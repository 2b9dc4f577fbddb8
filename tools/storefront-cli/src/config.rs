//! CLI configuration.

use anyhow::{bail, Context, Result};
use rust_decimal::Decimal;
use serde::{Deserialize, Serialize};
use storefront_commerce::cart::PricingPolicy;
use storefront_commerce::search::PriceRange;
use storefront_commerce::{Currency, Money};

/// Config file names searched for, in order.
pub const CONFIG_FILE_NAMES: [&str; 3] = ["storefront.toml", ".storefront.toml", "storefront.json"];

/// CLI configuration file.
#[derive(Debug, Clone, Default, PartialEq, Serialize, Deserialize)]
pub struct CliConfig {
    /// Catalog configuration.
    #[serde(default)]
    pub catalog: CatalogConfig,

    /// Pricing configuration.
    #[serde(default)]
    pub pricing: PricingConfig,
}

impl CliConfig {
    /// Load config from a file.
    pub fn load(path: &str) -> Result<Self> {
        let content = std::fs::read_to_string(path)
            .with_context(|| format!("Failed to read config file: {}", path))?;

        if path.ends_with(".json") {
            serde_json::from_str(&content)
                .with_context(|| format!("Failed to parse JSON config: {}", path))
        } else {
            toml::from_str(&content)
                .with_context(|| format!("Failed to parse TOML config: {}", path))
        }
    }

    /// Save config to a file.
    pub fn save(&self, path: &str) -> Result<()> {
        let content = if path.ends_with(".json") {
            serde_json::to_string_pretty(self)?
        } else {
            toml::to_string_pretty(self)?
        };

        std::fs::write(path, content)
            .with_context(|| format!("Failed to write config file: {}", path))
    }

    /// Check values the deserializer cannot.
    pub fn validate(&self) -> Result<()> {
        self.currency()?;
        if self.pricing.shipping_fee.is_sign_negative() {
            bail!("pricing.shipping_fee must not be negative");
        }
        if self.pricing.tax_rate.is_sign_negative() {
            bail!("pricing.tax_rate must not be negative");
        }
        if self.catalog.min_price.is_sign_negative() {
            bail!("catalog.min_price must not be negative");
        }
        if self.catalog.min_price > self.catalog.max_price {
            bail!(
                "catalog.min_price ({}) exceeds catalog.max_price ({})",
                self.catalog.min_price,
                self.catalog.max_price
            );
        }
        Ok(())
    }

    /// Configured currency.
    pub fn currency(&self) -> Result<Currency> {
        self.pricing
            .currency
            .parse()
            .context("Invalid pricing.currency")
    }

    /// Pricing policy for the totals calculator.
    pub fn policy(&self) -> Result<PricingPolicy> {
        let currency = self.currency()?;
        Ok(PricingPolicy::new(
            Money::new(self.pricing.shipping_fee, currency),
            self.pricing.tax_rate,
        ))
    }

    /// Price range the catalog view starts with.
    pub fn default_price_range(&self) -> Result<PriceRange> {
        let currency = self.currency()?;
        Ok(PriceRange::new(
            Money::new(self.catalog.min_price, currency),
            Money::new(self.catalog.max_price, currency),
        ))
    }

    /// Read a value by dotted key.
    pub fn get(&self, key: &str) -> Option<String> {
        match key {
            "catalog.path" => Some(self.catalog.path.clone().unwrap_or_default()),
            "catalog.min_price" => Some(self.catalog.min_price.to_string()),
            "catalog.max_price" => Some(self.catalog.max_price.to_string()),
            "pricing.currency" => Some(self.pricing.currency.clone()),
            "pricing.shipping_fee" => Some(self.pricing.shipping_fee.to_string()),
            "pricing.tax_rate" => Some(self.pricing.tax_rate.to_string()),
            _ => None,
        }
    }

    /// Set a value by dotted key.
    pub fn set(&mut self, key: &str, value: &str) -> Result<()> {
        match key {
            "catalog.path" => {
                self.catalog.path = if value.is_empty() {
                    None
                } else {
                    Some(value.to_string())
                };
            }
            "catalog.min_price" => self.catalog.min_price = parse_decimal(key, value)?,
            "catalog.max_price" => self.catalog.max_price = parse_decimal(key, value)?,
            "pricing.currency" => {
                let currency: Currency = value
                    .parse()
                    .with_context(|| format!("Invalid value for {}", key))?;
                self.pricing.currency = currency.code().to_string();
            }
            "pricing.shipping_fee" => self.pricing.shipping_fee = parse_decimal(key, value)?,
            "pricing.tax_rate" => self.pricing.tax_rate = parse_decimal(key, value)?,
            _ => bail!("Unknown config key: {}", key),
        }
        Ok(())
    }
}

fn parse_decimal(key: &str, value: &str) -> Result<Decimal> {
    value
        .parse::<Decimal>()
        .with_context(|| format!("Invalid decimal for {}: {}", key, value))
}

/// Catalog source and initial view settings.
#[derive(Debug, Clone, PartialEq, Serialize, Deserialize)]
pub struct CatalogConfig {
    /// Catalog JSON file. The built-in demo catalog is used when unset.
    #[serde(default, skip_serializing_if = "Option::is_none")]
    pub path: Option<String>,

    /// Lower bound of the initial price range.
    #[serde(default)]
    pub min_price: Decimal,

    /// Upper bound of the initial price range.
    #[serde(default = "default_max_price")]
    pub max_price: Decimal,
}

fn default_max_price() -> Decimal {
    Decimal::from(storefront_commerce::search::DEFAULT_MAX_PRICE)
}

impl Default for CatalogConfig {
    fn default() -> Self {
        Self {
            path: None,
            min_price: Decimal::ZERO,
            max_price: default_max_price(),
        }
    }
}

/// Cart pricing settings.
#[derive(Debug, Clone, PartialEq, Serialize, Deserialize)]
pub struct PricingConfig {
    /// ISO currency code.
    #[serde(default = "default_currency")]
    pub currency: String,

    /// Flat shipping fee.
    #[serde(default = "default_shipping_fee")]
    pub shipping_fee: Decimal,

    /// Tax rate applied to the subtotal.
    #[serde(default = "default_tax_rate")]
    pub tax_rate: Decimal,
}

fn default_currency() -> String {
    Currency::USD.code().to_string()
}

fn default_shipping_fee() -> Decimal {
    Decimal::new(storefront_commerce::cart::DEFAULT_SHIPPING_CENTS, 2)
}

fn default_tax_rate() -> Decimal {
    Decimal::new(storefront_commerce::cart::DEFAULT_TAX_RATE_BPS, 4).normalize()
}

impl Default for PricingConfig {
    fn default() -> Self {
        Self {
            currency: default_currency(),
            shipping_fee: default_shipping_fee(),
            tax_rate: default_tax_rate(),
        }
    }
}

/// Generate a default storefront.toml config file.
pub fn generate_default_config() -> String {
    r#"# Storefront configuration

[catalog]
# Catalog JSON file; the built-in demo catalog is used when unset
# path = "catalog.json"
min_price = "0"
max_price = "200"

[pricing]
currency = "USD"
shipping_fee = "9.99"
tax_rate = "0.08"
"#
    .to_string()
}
* * * * * * * * *
## What the task requires
Take the material above and print all of it exactly.

## Solution to this exercise
repository 2b9dc4f577fbddb8
filename tools/storefront-cli/src/config.rs
//! CLI configuration.

use anyhow::{bail, Context, Result};
use rust_decimal::Decimal;
use serde::{Deserialize, Serialize};
use storefront_commerce::cart::PricingPolicy;
use storefront_commerce::search::PriceRange;
use storefront_commerce::{Currency, Money};

/// Config file names searched for, in order.
pub const CONFIG_FILE_NAMES: [&str; 3] = ["storefront.toml", ".storefront.toml", "storefront.json"];

/// CLI configuration file.
#[derive(Debug, Clone, Default, PartialEq, Serialize, Deserialize)]
pub struct CliConfig {
    /// Catalog configuration.
    #[serde(default)]
    pub catalog: CatalogConfig,

    /// Pricing configuration.
    #[serde(default)]
    pub pricing: PricingConfig,
}

impl CliConfig {
    /// Load config from a file.
    pub fn load(path: &str) -> Result<Self> {
        let content = std::fs::read_to_string(path)
            .with_context(|| format!("Failed to read config file: {}", path))?;

        if path.ends_with(".json") {
            serde_json::from_str(&content)
                .with_context(|| format!("Failed to parse JSON config: {}", path))
        } else {
            toml::from_str(&content)
                .with_context(|| format!("Failed to parse TOML config: {}", path))
        }
    }

    /// Save config to a file.
    pub fn save(&self, path: &str) -> Result<()> {
        let content = if path.ends_with(".json") {
            serde_json::to_string_pretty(self)?
        } else {
            toml::to_string_pretty(self)?
        };

        std::fs::write(path, content)
            .with_context(|| format!("Failed to write config file: {}", path))
    }

    /// Check values the deserializer cannot.
    pub fn validate(&self) -> Result<()> {
        self.currency()?;
        if self.pricing.shipping_fee.is_sign_negative() {
            bail!("pricing.shipping_fee must not be negative");
        }
        if self.pricing.tax_rate.is_sign_negative() {
            bail!("pricing.tax_rate must not be negative");
        }
        if self.catalog.min_price.is_sign_negative() {
            bail!("catalog.min_price must not be negative");
        }
        if self.catalog.min_price > self.catalog.max_price {
            bail!(
                "catalog.min_price ({}) exceeds catalog.max_price ({})",
                self.catalog.min_price,
                self.catalog.max_price
            );
        }
        Ok(())
    }

    /// Configured currency.
    pub fn currency(&self) -> Result<Currency> {
        self.pricing
            .currency
            .parse()
            .context("Invalid pricing.currency")
    }

    /// Pricing policy for the totals calculator.
    pub fn policy(&self) -> Result<PricingPolicy> {
        let currency = self.currency()?;
        Ok(PricingPolicy::new(
            Money::new(self.pricing.shipping_fee, currency),
            self.pricing.tax_rate,
        ))
    }

    /// Price range the catalog view starts with.
    pub fn default_price_range(&self) -> Result<PriceRange> {
        let currency = self.currency()?;
        Ok(PriceRange::new(
            Money::new(self.catalog.min_price, currency),
            Money::new(self.catalog.max_price, currency),
        ))
    }

    /// Read a value by dotted key.
    pub fn get(&self, key: &str) -> Option<String> {
        match key {
            "catalog.path" => Some(self.catalog.path.clone().unwrap_or_default()),
            "catalog.min_price" => Some(self.catalog.min_price.to_string()),
            "catalog.max_price" => Some(self.catalog.max_price.to_string()),
            "pricing.currency" => Some(self.pricing.currency.clone()),
            "pricing.shipping_fee" => Some(self.pricing.shipping_fee.to_string()),
            "pricing.tax_rate" => Some(self.pricing.tax_rate.to_string()),
            _ => None,
        }
    }

    /// Set a value by dotted key.
    pub fn set(&mut self, key: &str, value: &str) -> Result<()> {
        match key {
            "catalog.path" => {
                self.catalog.path = if value.is_empty() {
                    None
                } else {
                    Some(value.to_string())
                };
            }
            "catalog.min_price" => self.catalog.min_price = parse_decimal(key, value)?,
            "catalog.max_price" => self.catalog.max_price = parse_decimal(key, value)?,
            "pricing.currency" => {
                let currency: Currency = value
                    .parse()
                    .with_context(|| format!("Invalid value for {}", key))?;
                self.pricing.currency = currency.code().to_string();
            }
            "pricing.shipping_fee" => self.pricing.shipping_fee = parse_decimal(key, value)?,
            "pricing.tax_rate" => self.pricing.tax_rate = parse_decimal(key, value)?,
            _ => bail!("Unknown config key: {}", key),
        }
        Ok(())
    }
}

fn parse_decimal(key: &str, value: &str) -> Result<Decimal> {
    value
        .parse::<Decimal>()
        .with_context(|| format!("Invalid decimal for {}: {}", key, value))
}

/// Catalog source and initial view settings.
#[derive(Debug, Clone, PartialEq, Serialize, Deserialize)]
pub struct CatalogConfig {
    /// Catalog JSON file. The built-in demo catalog is used when unset.
    #[serde(default, skip_serializing_if = "Option::is_none")]
    pub path: Option<String>,

    /// Lower bound of the initial price range.
    #[serde(default)]
    pub min_price: Decimal,

    /// Upper bound of the initial price range.
    #[serde(default = "default_max_price")]
    pub max_price: Decimal,
}

fn default_max_price() -> Decimal {
    Decimal::from(storefront_commerce::search::DEFAULT_MAX_PRICE)
}

impl Default for CatalogConfig {
    fn default() -> Self {
        Self {
            path: None,
            min_price: Decimal::ZERO,
            max_price: default_max_price(),
        }
    }
}

/// Cart pricing settings.
#[derive(Debug, Clone, PartialEq, Serialize, Deserialize)]
pub struct PricingConfig {
    /// ISO currency code.
    #[serde(default = "default_currency")]
    pub currency: String,

    /// Flat shipping fee.
    #[serde(default = "default_shipping_fee")]
    pub shipping_fee: Decimal,

    /// Tax rate applied to the subtotal.
    #[serde(default = "default_tax_rate")]
    pub tax_rate: Decimal,
}

fn default_currency() -> String {
    Currency::USD.code().to_string()
}

fn default_shipping_fee() -> Decimal {
    Decimal::new(storefront_commerce::cart::DEFAULT_SHIPPING_CENTS, 2)
}

fn default_tax_rate() -> Decimal {
    Decimal::new(storefront_commerce::cart::DEFAULT_TAX_RATE_BPS, 4).normalize()
}

impl Default for PricingConfig {
    fn default() -> Self {
        Self {
            currency: default_currency(),
            shipping_fee: default_shipping_fee(),
            tax_rate: default_tax_rate(),
        }
    }
}

/// Generate a default storefront.toml config file.
pub fn generate_default_config() -> String {
    r#"# Storefront configuration

[catalog]
# Catalog JSON file; the built-in demo catalog is used when unset
# path = "catalog.json"
min_price = "0"
max_price = "200"

[pricing]
currency = "USD"
shipping_fee = "9.99"
tax_rate = "0.08"
"#
    .to_string()
}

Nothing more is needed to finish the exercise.